Наивность и ироничность повествования, ограниченность или даже отсутствие художественных тропов удерживают от пафосного возвеличивания человека как венца творения. Впрочем, это не значит, что тексты сборника лишены гуманизма: короткий миг смерти автор превращает в постраничные стихотворения, а масштабные трагедии пристально рассматривает в оптике микроскопа.
Данилов мастерски балансирует между вымыслом и явью. На каждую фантасмагорическую деталь в его сюжетах находится элемент повседневности, который должен помочь читателю настроиться на серьёзный диалог, пусть и в обстановке безумия. Наличие читателя — обязательная здесь составляющая, ибо коммуникация, часто даже с разрушением четвёртой стены, становится поворотным моментом для стихотворений. Без неё разговорный стиль текстов изжил бы себя и превратился в поток мыслей сумасшедшего, который легко забыть, сложно понять и невозможно цитировать.
При собеседнике же любое стихотворение Данилова в буквальном смысле рождается как человек: растёт, сомневается в себе самом, достигает кульминационного пика, выходит на плато развития, а потом — бац! — и кончается. И тем удивительнее, что не всегда можешь предугадать или отследить переломную точку, заметить этот переход на последнее издыхание. Смерть стихотворения столь же внезапна, как и наша. Впрочем, попробуйте читать эти тексты на одном дыхании (не зря же в них нет точек между предложениями) и в нужный момент почувствуете, что силы покинули не только повествователя, который больше не хочет рассказывать вам историю.
Почти все герои Данилова остаются тет-а-тет с гротескными и абсурдными обстоятельствами, которые подчёркивают и одиночество в мире, и примитивность представлений о смерти.

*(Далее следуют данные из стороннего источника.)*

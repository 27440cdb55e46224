// Copyright 2025 Pageflow (https://github.com/pageflow-rs/pageflow)
//
// This program is free software: you can redistribute it and/or modify
// it under the terms of the GNU Affero General Public License as published by
// the Free Software Foundation, either version 3 of the License, or
// (at your option) any later version.
//
// This program is distributed in the hope that it will be useful,
// but WITHOUT ANY WARRANTY; without even the implied warranty of
// MERCHANTABILITY or FITNESS FOR A PARTICULAR PURPOSE. See the
// GNU Affero General Public License for more details.
//
// You should have received a copy of the GNU Affero General Public License
// along with this program. If not, see <https://www.gnu.org/licenses/>.

//! Lazy record sources.
//!
//! A [`RecordSource`] is a pull-based, single-consumer sequence with three
//! observable states per pull: another record (`Ok(Some)`), end of sequence
//! (`Ok(None)`), or failure (`Err`). Of the failures, exactly one is special:
//! [`SourceError::Busy`], raised when a source is asked to advance while a
//! previous advance is still running. The fetcher recognizes end-of-sequence
//! and `Busy` as normal exhaustion; every other error is fatal.

use std::sync::Arc;

use async_trait::async_trait;
use futures::stream::{Stream, StreamExt};
use thiserror::Error;
use tokio::sync::Mutex;

use pageflow_core::{BoxError, Record};

/// Failure while advancing a record source.
#[derive(Debug, Error)]
pub enum SourceError {
    /// The source was asked to advance while another advance was in flight.
    /// Recognized by the fetcher as exhaustion, not failure.
    #[error("source advanced reentrantly")]
    Busy,

    /// Source-specific failure. Fatal to the fetch.
    #[error("source failed")]
    Other(#[source] BoxError),
}

/// A pull-based, single-consumer lazy sequence of records.
#[async_trait]
pub trait RecordSource<T>: Send {
    /// Advance the source by one record.
    async fn next_record(&mut self) -> Result<Option<Record<T>>, SourceError>;
}

/// Source over an in-memory iterator. Mostly useful for tests and demos.
#[derive(Debug)]
pub struct IterSource<I> {
    iter: I,
}

impl<I> IterSource<I> {
    /// Wrap anything iterable into a source.
    pub fn new<It>(items: It) -> Self
    where
        It: IntoIterator<IntoIter = I>,
    {
        Self {
            iter: items.into_iter(),
        }
    }
}

#[async_trait]
impl<T, I> RecordSource<T> for IterSource<I>
where
    T: Send,
    I: Iterator<Item = Record<T>> + Send,
{
    async fn next_record(&mut self) -> Result<Option<Record<T>>, SourceError> {
        Ok(self.iter.next())
    }
}

/// Source over an infallible stream of records.
#[derive(Debug)]
pub struct StreamSource<S> {
    stream: S,
}

impl<S> StreamSource<S> {
    pub fn new(stream: S) -> Self {
        Self { stream }
    }
}

#[async_trait]
impl<T, S> RecordSource<T> for StreamSource<S>
where
    T: Send,
    S: Stream<Item = Record<T>> + Send + Unpin,
{
    async fn next_record(&mut self) -> Result<Option<Record<T>>, SourceError> {
        Ok(self.stream.next().await)
    }
}

/// Source over a fallible stream; item errors become [`SourceError::Other`]
/// and are therefore fatal to the fetch.
#[derive(Debug)]
pub struct TryStreamSource<S> {
    stream: S,
}

impl<S> TryStreamSource<S> {
    pub fn new(stream: S) -> Self {
        Self { stream }
    }
}

#[async_trait]
impl<T, S, E> RecordSource<T> for TryStreamSource<S>
where
    T: Send,
    E: Into<BoxError>,
    S: Stream<Item = Result<Record<T>, E>> + Send + Unpin,
{
    async fn next_record(&mut self) -> Result<Option<Record<T>>, SourceError> {
        match self.stream.next().await {
            Some(Ok(record)) => Ok(Some(record)),
            Some(Err(cause)) => Err(SourceError::Other(cause.into())),
            None => Ok(None),
        }
    }
}

/// A stream shared between several consumers.
///
/// Advancing never waits for the inner lock: if the stream is already being
/// advanced elsewhere, the pull reports [`SourceError::Busy`] and the calling
/// fetcher retires itself. A single stream of results can back several
/// pagination sessions this way, with exactly one of them draining it.
#[derive(Debug)]
pub struct SharedStreamSource<S> {
    inner: Arc<Mutex<S>>,
}

impl<S> SharedStreamSource<S> {
    pub fn new(stream: S) -> Self {
        Self {
            inner: Arc::new(Mutex::new(stream)),
        }
    }
}

impl<S> Clone for SharedStreamSource<S> {
    fn clone(&self) -> Self {
        Self {
            inner: Arc::clone(&self.inner),
        }
    }
}

#[async_trait]
impl<T, S> RecordSource<T> for SharedStreamSource<S>
where
    T: Send,
    S: Stream<Item = Record<T>> + Send + Unpin,
{
    async fn next_record(&mut self) -> Result<Option<Record<T>>, SourceError> {
        let mut stream = self.inner.try_lock().map_err(|_| SourceError::Busy)?;
        Ok(stream.next().await)
    }
}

Более того, некоторые тексты как раз и держатся на диссонансе между устоявшимися, но исключительно умозрительными заключениями о последнем полёте души, белом свете в конце туннеля, Небесном Царствии, Лимбе и т. д. и невозможностью эти знания проверить и подкрепить опытными доказательствами.
Обыгрывая расхожие мортальные стереотипы, Данилов помещает умерших на конечные станции метро, в Подмосковье, Латинскую Америку, космос: в сборнике постоянно едут, летят или бегут. Иными словами, отправляются из понятной точки А (финал жизни) в слепое пятно с точкой Б — неизвестность за пределами самого себя. Путь, прямо скажем, неблизкий, но любопытный. Пожалуй, в этом смысле стихотворения продолжают идею скитания Венички из поэмы Ерофеева «Москва — Петушки».
У торопливого читателя может сложиться впечатление, что стихотворения Дмитрия Данилова минорные, депрессивные, драматичные. Но непрерывная танатологическая рефлексия неизбежно выводит к мысли о значимости настоящего, то есть, по сути, открывает дорогу к дазайну — бытию здесь и сейчас. Вряд ли что-то может быть более жизнеутверждающим. «Как умирают машинисты метро» можно воспринимать как поэтический стендап, в котором автор ищет ответ на вопрос не менее глобальный, чем проблема нашего предназначения: а что будет, если все мы ошибаемся насчёт смерти? Ответ нам дают постепенно, в каждом стихотворении: ничего.
Финальная идея этого ответа звучит в том тексте, который Дмитрий Данилов, как ни удивительно, забыл включить в сборник, о чём стало известно на презентации книги. Это стихотворение Imagine — одно из самых обнадёживающих и пугающих одновременно. В нём, пожалуй, сильнее всего смещён фокус с ожиданий от смерти на ожидания от жизни. И цена ошибки намного выше именно во втором случае: здесь уже нельзя оправдаться тем, что не всё, как говорится, так однозначно и что мы никогда не узнаем всей правды. Ну а смерть, что смерть: она не должна стать злым полицейским, который заставляет нас двигаться из-под палки. Не может она быть и надеждой на новый лучший мир, куда вступаешь с уверенностью, что всё сделанное тобой ранее зачтётся с удвоенной силой.